Help with Notice: Undefined variable error

[grozanc]

Hello Everyone,

 

I've got the following snippet of code that is use to retrieve student's grades when they log into the class website. I've been using the bit of code for years, but I'm switching to a new CMS and for the first time I get the "Notice: Undefined variable error". 

 

After a lot of searching I found a solution that I can't figure out how to implement because my variables are coming from an array and not a single instance. Can anyone show me how I should use isset() or empty() to fix the undeclared variable?

 

The undeclared variable error in the following code is $string_extracredit and the error is appearing on line 5.

 

Thanks,

Gary

$query_extracredit  = "SELECT title, points FROM $section WHERE oasis_id='$oasis_id' && extracredit='1' ORDER BY date ASC";
    $result_extracredit = mysql_query($query_extracredit) or die('Error, query failed');
     if (mysql_num_rows($result_extracredit) > 0) { 
	 while(list($extracredit_title, $extracredit_points) = mysql_fetch_array($result_extracredit))
     $string_extracredit .= "".$extracredit_title.": ".$extracredit_points." Points<br/>";
     }
echo "$string_extracredit";

Edited September 8, 2013 by grozanc

[fastsol]

It's usually best to declare a var that you will be adding onto before you try to add on to it.  The error is coming because the script sees that you are trying to add on to the var using the .= way but you haven't previously declared a value for that var.

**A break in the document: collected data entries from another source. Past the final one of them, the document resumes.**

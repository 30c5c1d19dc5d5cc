//! The report definition, end to end.
//!
//! `build_report` is a pure function of a [`ReportRequest`]: the same
//! tables, options and selection always give the same [`Report`].

use crate::config::{ColumnConfig, Config};
use crate::core::filter::{self, Selection};
use crate::core::normalize::PlannedMatcher;
use crate::core::{chart, dedup, join, kpi};
use crate::errors::AppResult;
use crate::ingest::{self, Dataset};
use crate::models::{FilterOrder, MasterDuplicates, PlannedMatch, Report, ReportRow, TieBreak};
use serde::Serialize;

/// Business-rule choices for one run.
#[derive(Debug, Clone, PartialEq, Serialize)]
pub struct ReportOptions {
    pub planned_match: PlannedMatch,
    pub planned_label: String,
    pub planned_marker: String,
    pub tie_break: TieBreak,
    pub filter_order: FilterOrder,
    pub master_duplicates: MasterDuplicates,
    pub field_locations: Vec<String>,
    pub missing_label: String,
}

impl Default for ReportOptions {
    fn default() -> Self {
        Self::from_config(&Config::default())
    }
}

impl ReportOptions {
    pub fn from_config(cfg: &Config) -> Self {
        Self {
            planned_match: cfg.planned_match,
            planned_label: cfg.planned_label.clone(),
            planned_marker: cfg.planned_marker.clone(),
            tie_break: cfg.tie_break,
            filter_order: cfg.filter_order,
            master_duplicates: cfg.master_duplicates,
            field_locations: cfg.field_locations.clone(),
            missing_label: cfg.missing_label.clone(),
        }
    }

    pub fn matcher(&self) -> PlannedMatcher {
        PlannedMatcher::new(self.planned_match, &self.planned_label, &self.planned_marker)
    }
}

/// Everything one interaction needs, rebuilt from scratch every time.
#[derive(Debug, Clone, PartialEq)]
pub struct ReportRequest {
    pub dataset: Dataset,
    pub columns: ColumnConfig,
    pub options: ReportOptions,
    pub selection: Selection,
}

/// Normalize, reduce, join, then hand over to [`run_pipeline`].
pub fn build_report(req: &ReportRequest) -> AppResult<Report> {
    let opts = &req.options;
    let matcher = opts.matcher();

    let orders = ingest::read_work_orders(&req.dataset.extraction, &req.columns.extraction, &matcher)?;
    let orders = filter::restrict_locations(orders, &opts.field_locations);
    let (orders, dropped) = dedup::reduce_master(orders, opts.master_duplicates)?;

    let entries = ingest::read_time_entries(&req.dataset.timesheet, &req.columns.timesheet)?;
    let assignments = dedup::reduce_assignments(&entries, opts.tie_break);

    let equipment = match &req.dataset.equipment {
        Some(table) => {
            let records = ingest::read_equipment(table, &req.columns.equipment)?;
            Some(dedup::reduce_equipment(&records))
        }
        None => None,
    };

    let rows = join::enrich(&orders, &assignments, equipment.as_deref())?;

    let mut report = run_pipeline(rows, opts, &req.selection);
    report.duplicate_keys_dropped = dropped;
    Ok(report)
}

/// Filtering, KPI and presentation tables over already-joined rows.
pub fn run_pipeline(rows: Vec<ReportRow>, opts: &ReportOptions, selection: &Selection) -> Report {
    let missing = opts.missing_label.as_str();
    let positions = filter::observed_positions(&rows);
    let manufacturers = filter::observed_manufacturers(&rows, missing);

    let (kpi, mut display) = match opts.filter_order {
        FilterOrder::BeforeKpi => {
            let by_position = filter::filter_positions(&rows, selection);
            let filtered = filter::filter_manufacturers(&by_position, selection, missing);
            (kpi::compute_kpi(&filtered), filtered)
        }
        FilterOrder::AfterKpi => {
            let by_position = filter::filter_positions(&rows, selection);
            let kpi = kpi::compute_kpi(&by_position);
            let shown = filter::filter_manufacturers(&by_position, selection, missing);
            (kpi, shown)
        }
    };

    tracing::info!(
        total = kpi.total,
        planned = kpi.planned,
        unplanned = kpi.unplanned,
        rate = kpi.rate,
        order = opts.filter_order.as_str(),
        "kpi computed"
    );

    let chart = chart::aggregate(&display, missing);
    display.sort_by(|a, b| a.key.cmp(&b.key));

    Report {
        kpi,
        chart,
        detail: display,
        positions,
        manufacturers,
        duplicate_keys_dropped: 0,
    }
}
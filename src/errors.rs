//! Unified application error type.
//! Every layer (ingest, core, export, cli) returns AppError so that the
//! binary has a single place where failures are printed.

use std::io;
use thiserror::Error;

#[derive(Error, Debug)]
pub enum AppError {
    // ---------------------------
    // IO
    // ---------------------------
    #[error("I/O error: {0}")]
    Io(#[from] io::Error),

    // ---------------------------
    // Input workbooks
    // ---------------------------
    #[error("Cannot read workbook {path}: {message}")]
    Workbook { path: String, message: String },

    #[error("CSV error: {0}")]
    Csv(#[from] csv::Error),

    #[error("Workbook {0} has no sheet")]
    EmptyWorkbook(String),

    #[error("Unsupported input file type: {0} (expected xlsx, xlsm, xls, ods or csv)")]
    UnsupportedInput(String),

    #[error("Column '{column}' not found in the {table} table")]
    MissingColumn { table: String, column: String },

    // ---------------------------
    // Data integrity
    // ---------------------------
    #[error("Duplicate work-order keys in the {table} table: {keys}")]
    DuplicateKeys { table: String, keys: String },

    #[error(
        "Join fan-out detected: {rows} rows for {keys} distinct work orders. \
         The KPI would be wrong, aborting"
    )]
    FanOut { rows: usize, keys: usize },

    // ---------------------------
    // Config errors
    // ---------------------------
    #[error("Configuration error: {0}")]
    Config(String),

    #[error("Failed to load configuration")]
    ConfigLoad,

    #[error("Failed to save configuration")]
    ConfigSave,

    // ---------------------------
    // Export errors
    // ---------------------------
    #[error("Export error: {0}")]
    Export(String),
}

impl From<serde_yaml::Error> for AppError {
    fn from(e: serde_yaml::Error) -> Self {
        AppError::Config(e.to_string())
    }
}

impl From<serde_json::Error> for AppError {
    fn from(e: serde_json::Error) -> Self {
        AppError::Export(format!("JSON serialization error: {e}"))
    }
}

pub type AppResult<T> = Result<T, AppError>;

    $string_extracredit = '';    
    $query_extracredit = "SELECT title, points FROM $section WHERE oasis_id='$oasis_id' && extracredit='1' ORDER BY date ASC";
    $result_extracredit = mysql_query($query_extracredit) or die('Error, query failed');
    if (mysql_num_rows($result_extracredit) > 0) {
    while(list($extracredit_title, $extracredit_points) = mysql_fetch_array($result_extracredit))
    $string_extracredit .= "".$extracredit_title.": ".$extracredit_points." Points<br/>";
    }
    echo "$string_extracredit";

[grozanc]

Wow, talk about not thinking things through. I originally tried 

$string_extracredit = 0;

as I used that in other spots and stopped the error but didn't think to use $string_extracredit = '';

 

Anyway, thanks for the help. You solved the problem!